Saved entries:
++++++

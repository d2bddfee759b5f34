use std::sync::Arc;

use uuid::Uuid;

use crate::{
    db::CatalogReader,
    error::{AppError, AppResult, StoreResultExt},
    models::RatingStats,
};

/// Count, arithmetic mean and extremes of a set of 1-5 scores.
///
/// An empty set yields all zeros rather than NaN.
pub fn aggregate(scores: &[u8]) -> RatingStats {
    if scores.is_empty() {
        return RatingStats::default();
    }

    let sum: u64 = scores.iter().map(|&s| u64::from(s)).sum();
    RatingStats {
        mean: sum as f64 / scores.len() as f64,
        count: scores.len(),
        max: scores.iter().copied().max().unwrap_or(0),
        min: scores.iter().copied().min().unwrap_or(0),
    }
}

/// Per-book rating summaries
#[derive(Clone)]
pub struct RatingAggregator {
    store: Arc<dyn CatalogReader>,
}

impl RatingAggregator {
    pub fn new(store: Arc<dyn CatalogReader>) -> Self {
        Self { store }
    }

    /// Rating summary of one book; fails with `NotFound` for an unknown id
    pub async fn book_stats(&self, book_id: Uuid) -> AppResult<RatingStats> {
        self.store
            .get_book(book_id)
            .await
            .during("book_stats")?
            .ok_or_else(|| AppError::NotFound(format!("Book {} not found", book_id)))?;

        let reviews = self
            .store
            .list_reviews_for_book(book_id)
            .await
            .during("book_stats")?;
        let scores: Vec<u8> = reviews.iter().map(|r| r.score).collect();

        Ok(aggregate(&scores))
    }
}
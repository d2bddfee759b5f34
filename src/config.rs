use serde::Deserialize;

/// Application configuration loaded from environment variables
#[derive(Debug, Deserialize, Clone)]
pub struct Config {
    /// PostgreSQL connection URL; the in-memory store is used when unset
    #[serde(default)]
    pub database_url: Option<String>,

    /// Upper bound on pooled database connections
    #[serde(default = "default_max_connections")]
    pub database_max_connections: u32,

    /// Seed for the recommendation diversity term
    #[serde(default)]
    pub recommendation_seed: Option<u64>,

    /// Server host address
    #[serde(default = "default_host")]
    pub host: String,

    /// Server port
    #[serde(default = "default_port")]
    pub port: u16,
}

fn default_max_connections() -> u32 {
    5
}

fn default_host() -> String {
    "127.0.0.1".to_string()
}

fn default_port() -> u16 {
    3000
}

impl Config {
    /// Load configuration from environment variables
    pub fn from_env() -> anyhow::Result<Self> {
        dotenvy::dotenv().ok();
        Self::from_vars(std::env::vars())
    }

    fn from_vars<I>(vars: I) -> anyhow::Result<Self>
    where
        I: IntoIterator<Item = (String, String)>,
    {
        envy::from_iter::<_, Config>(vars).map_err(|e| anyhow::anyhow!("Failed to load config: {}", e))
    }

    pub fn bind_address(&self) -> String {
        format!("{}:{}", self.host, self.port)
    }
}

++++++

Work item: Only one stretch of the entries above is wanted: the lines from the one containing "let sum: u64" through the one containing "pub async fn". Please reproduce it exactly.

Answer to this exercise:
    let sum: u64 = scores.iter().map(|&s| u64::from(s)).sum();
    RatingStats {
        mean: sum as f64 / scores.len() as f64,
        count: scores.len(),
        max: scores.iter().copied().max().unwrap_or(0),
        min: scores.iter().copied().min().unwrap_or(0),
    }
}

/// Per-book rating summaries
#[derive(Clone)]
pub struct RatingAggregator {
    store: Arc<dyn CatalogReader>,
}

impl RatingAggregator {
    pub fn new(store: Arc<dyn CatalogReader>) -> Self {
        Self { store }
    }

    /// Rating summary of one book; fails with `NotFound` for an unknown id
    pub async fn book_stats(&self, book_id: Uuid) -> AppResult<RatingStats> {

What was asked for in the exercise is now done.